„Es hat sich eine breie ökologische Basisbewegung gegründet“

■ Interview mit dem Rostocker Meeresbiologen Michael Kreuzberg zu ökologischen Problemen in der Ostseestadt

Dr. Michael Kreuzberg ist Meeresbiologe. Er konnte in seinem Beruf nicht arbeiten, weil er von der SED kein Seefahrtsbuch bekam. Er arbeitet in der Pathologie Rostocks.Nebenher ist er ehrenamtlicher Inspektor für Umweltschutz des Rates der Stadt Rostock. Gleichzeitig ist er im Neuen Forum und in der Grünen Liga engagiert.

Bitte den Herrn im Kittel

taz: Seit wann gibt es in Rostock eine Ökologiebewegung?
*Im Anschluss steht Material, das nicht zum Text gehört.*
// Copyright (c) 2025 Soumyadip Sarkar.
// All rights reserved.
//
// This source code is licensed under the license found in the
// LICENSE file in the root directory of this source tree.

use crate::error::SessionError;
use crate::models::{UserSession, UserType};
use crate::session::{Storage, TOKEN_KEY, USER_KEY, read_token, read_user, write_user};
use crate::utils::{Env, pretty_table};
use anyhow::Result;
use serde_json::json;

pub fn handle(env: &Env, m: &clap::ArgMatches) -> Result<()> {
    let storage: &dyn Storage = env.storage.as_ref();
    match m.subcommand() {
        Some(("set", sub)) => {
            let email = sub.get_one::<String>("email").unwrap().trim().to_string();
            let kind = sub.get_one::<String>("type").unwrap();
            let user: UserSession = serde_json::from_value(json!({
                "type": kind.trim(),
                "email": email,
            }))?;
            write_user(storage, &user)?;
            if let Some(jwt) = sub.get_one::<String>("jwt") {
                storage.set_item(TOKEN_KEY, jwt.trim())?;
            }
            println!("Session saved to {}", env.storage.path().display());
        }
        Some(("show", _)) => match read_user(storage) {
            Ok(user) => {
                let kind = match &user.r#type {
                    UserType::Employee => "Employee".to_string(),
                    UserType::Admin => "Admin".to_string(),
                    UserType::Other(s) => s.clone(),
                };
                let token = if read_token(storage).is_some() { "yes" } else { "no" };
                let rows = vec![vec![kind, user.email.unwrap_or_default(), token.to_string()]];
                println!("{}", pretty_table(&["Type", "Email", "Token"], rows));
            }
            Err(SessionError::Missing) => println!("No session stored."),
            Err(e) => return Err(e.into()),
        },
        Some(("clear", _)) => {
            storage.remove_item(USER_KEY)?;
            storage.remove_item(TOKEN_KEY)?;
            println!("Session cleared");
        }
        _ => {}
    }
    Ok(())
}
Michael Kreuzberg: Anfang der achtziger Jahre sind Stadtökologiegruppen entstanden. Ich leite in Warnemünde so eine Gruppe. Sie sind Bestandteil des Kulturbundes, einer sehr alten Organisation. Bisher hat sich der Kulturbund auch um Naturschutz gekümmert. Aber dort waren vorwiegend Gruppen wie Schmetterlings-und Briefmarkensammler. Anfang der achtziger Jahre wurde innerhalb des Kulturbundes auch die Gesellschaft für Natur und Umwelt gegründet. Sie war eher als Ventil für die Jugend gedacht. Gesellschaft für Natur und Umwelt hört sich gut an, war aber voll im System integriert. Wir konnten Dampf ablassen, aber mehr auch nicht.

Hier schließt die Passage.